Die Sitzung des Bundesgerichts hatte gegen 9.30 Uhr (Ortszeit) begonnen, rund fünf Stunden später hatten sich die drei Richter zur Urteilsfindung zurückgezogen. Um kurz vor 18.00 Uhr Ortszeit wurde die Entscheidung bekannt. Wie die australische Nachrichtenagentur AAP berichtete, hatte Djokovic die Sitzung aus dem Büro seiner Anwälte in Melbourne verfolgt. Die Nacht vor der Verhandlung beim Bundesgericht hatte der Rekordsieger der Australian Open in einem Abschiebehotel verbracht.

Mehr als 85.000 Menschen schauten zwischenzeitlich die entscheidende Sitzung auf dem YouTube-Kanal des Bundesgerichts. Vor dem Bundesgericht hatten während der Beratungen rund 70 Djokovic-Fans gewartet und gesungen, bei der Urteilsverkündung lauschten sie dieser vor einem Lautsprecher. Es dauerte aber einige Minuten, bevor sie die Niederlage von Djokovic realisierten. Danach zogen sie enttäuscht ab.

Visum für ungültig erklärt

In der Anhörung ging es unter anderem darum, ob Djokovic mit seinem Aufenthalt eine "Anti-Impf-Stimmung" in Australien fördere. Das hatte die australische Regierung als einen Grund angegeben, warum Einwanderungsminister Alex Hawke am Freitag das Visum von Djokovic erneut für ungültig erklärt hatte. Die Anwälte des Serben warfen die Frage auf, ob Hawke nicht bedacht habe, ob auch eine "Anti-Impf-Stimmung" geschürt werde, wenn das Visum des Tennisprofis für ungültig erklärt werde.

Wie Djokovic nun inmitten der Pandemie ohne eine Kehrtwende in der Impffrage an den wichtigsten Turnieren teilnehmen will, erscheint fraglich.

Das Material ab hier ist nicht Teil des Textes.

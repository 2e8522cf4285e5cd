//! Simulated reader session.
//!
//! Runs a session against the mock reader: activate, one swipe request per
//! payload, deactivate. Every operation status and published event becomes
//! one output line.

use anyhow::Result;
use serde::Serialize;
use swipekit_hardware::mock::MockConnector;
use swipekit_session::{DomainEvent, EventEnvelope, ReaderSession, SessionConfig, SwipeOutcome};
use tokio::sync::mpsc::UnboundedReceiver;
use tracing::{debug, info};

/// One line of simulator output.
#[derive(Debug, Clone, PartialEq, Serialize)]
#[serde(tag = "kind", rename_all = "snake_case")]
pub enum Line {
    /// Result of a session operation.
    Status {
        operation: &'static str,
        status: String,
    },

    /// A published event.
    Event(EventEnvelope),
}

impl Line {
    fn status(operation: &'static str, status: impl Into<String>) -> Self {
        Self::Status {
            operation,
            status: status.into(),
        }
    }
}

/// Simulation parameters.
#[derive(Debug, Clone, Default)]
pub struct Simulation {
    /// Payloads swiped in order, one swipe request each.
    pub swipes: Vec<String>,

    /// Start with no reader attached.
    pub no_reader: bool,
}

impl Simulation {
    /// Run the simulation and collect its output.
    pub async fn run(&self, config: SessionConfig) -> Result<Vec<Line>> {
        let (connector, reader) = MockConnector::new();
        if self.no_reader {
            reader.detach_reader();
        }

        let session = ReaderSession::spawn(connector, config)?;
        let mut events = session.subscribe();
        let mut lines = Vec::new();

        let activation = session.activate().await?;
        info!(status = activation.as_status(), "Simulated reader activated");
        lines.push(Line::status("activate", activation.as_status()));
        collect(&session, &mut events, &mut lines).await?;

        for payload in &self.swipes {
            match session.request_swipe().await {
                Ok(SwipeOutcome::Started) => {
                    lines.push(Line::status("request_swipe", SwipeOutcome::Started.as_status()));
                    debug!(bytes = payload.len(), "Presenting swipe");
                    reader.present_swipe(payload.clone().into_bytes())?;
                }
                Ok(outcome) => lines.push(Line::status("request_swipe", outcome.as_status())),
                Err(e) => return Err(e.into()),
            }
            collect(&session, &mut events, &mut lines).await?;
        }

        let deactivation = session.deactivate().await;
        lines.push(Line::status("deactivate", deactivation.as_status()));
        collect(&session, &mut events, &mut lines).await?;

        session.shutdown().await;
        Ok(lines)
    }
}

/// Wait for the worker to publish pending events and append them.
async fn collect(
    session: &ReaderSession,
    events: &mut UnboundedReceiver<DomainEvent>,
    lines: &mut Vec<Line>,
) -> Result<()> {
    session.state().await?;
    while let Ok(event) = events.try_recv() {
        lines.push(Line::Event(session.envelope(&event)));
    }
    Ok(())
}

Bei den Masters-Events in Indian Wells und Miami im März sind ebenso nur geimpfte Spielerinnen und Spieler zugelassen. Über die Regeln in Wimbledon ist noch nichts bekannt. Nur bei den French Open in Paris dürfte Djokovic als Ungeimpfter nach aktuellem Stand wieder angreifen. Sein früherer Coach Boris Becker rät Djokovic daher zur Impfung.

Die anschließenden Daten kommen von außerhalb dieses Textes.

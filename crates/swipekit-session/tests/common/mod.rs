//! Common test utilities for session integration tests.
//!
//! Every helper drives a [`ReaderSession`] against the mock reader from
//! `swipekit-hardware`. Reader notifications are processed by the session
//! worker ahead of queued commands, so a `state()` round-trip is enough to
//! guarantee that everything the mock emitted has been published.

#![allow(dead_code)]

use swipekit_hardware::mock::{MockConnector, MockSwiperHandle};
use swipekit_session::{DomainEvent, ReaderSession, ReaderState, SessionConfig};
use tokio::sync::mpsc::UnboundedReceiver;

/// Well-formed track 1 payload followed by track 2.
pub const VISA_SWIPE: &[u8] = b"%B4111111111111111^DOE/JOHN^2512101000000000000?;4111111111111111=2512101?";

/// Track with a name field that has no `/`.
pub const MALFORMED_NAME_SWIPE: &[u8] = b"%B4111111111111111^DOE^2512101?";

/// Running session with its mock reader and an event subscription.
pub struct Harness {
    pub session: ReaderSession,
    pub reader: MockSwiperHandle,
    pub events: UnboundedReceiver<DomainEvent>,
}

impl Harness {
    /// Start a session with the default configuration.
    pub fn start() -> Self {
        Self::with_config(SessionConfig::default())
    }

    /// Start a session with a custom configuration.
    pub fn with_config(config: SessionConfig) -> Self {
        let (connector, reader) = MockConnector::new();
        let session = ReaderSession::spawn(connector, config).expect("valid config");
        let events = session.subscribe();
        Self {
            session,
            reader,
            events,
        }
    }

    /// Start a session and activate it, discarding the connection events.
    pub async fn activated() -> Self {
        let mut harness = Self::start();
        harness.session.activate().await.expect("activation");
        harness.drain().await;
        harness
    }

    /// Wait until the worker has handled every queued notification and
    /// return the current state.
    pub async fn settle(&self) -> ReaderState {
        self.session.state().await.expect("session running")
    }

    /// Settle, then return every event published so far.
    pub async fn drain(&mut self) -> Vec<DomainEvent> {
        self.settle().await;
        let mut events = Vec::new();
        while let Ok(event) = self.events.try_recv() {
            events.push(event);
        }
        events
    }
}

Die Ausgangslage bei den Australian Open ist nun ebenfalls offen wie selten. Anwärter auf den Thron gibt es einige. Rafael Nadal ist der einzige im Raster mit einem Australian-Open-Titel auf seiner Visitenkarte, dieser liegt 13 Jahre zurück. Der Spanier hat nun aber als einziger die Chance, seinen 21. Major-Titel zu holen, da der Schweizer Federer in Melbourne verletzt fehlt. Turnierfavorit ist aber der russische Weltranglistenzweite Daniil Medewedew, auch der Deutsche Alexander Zverev ist hoch einzuschätzen.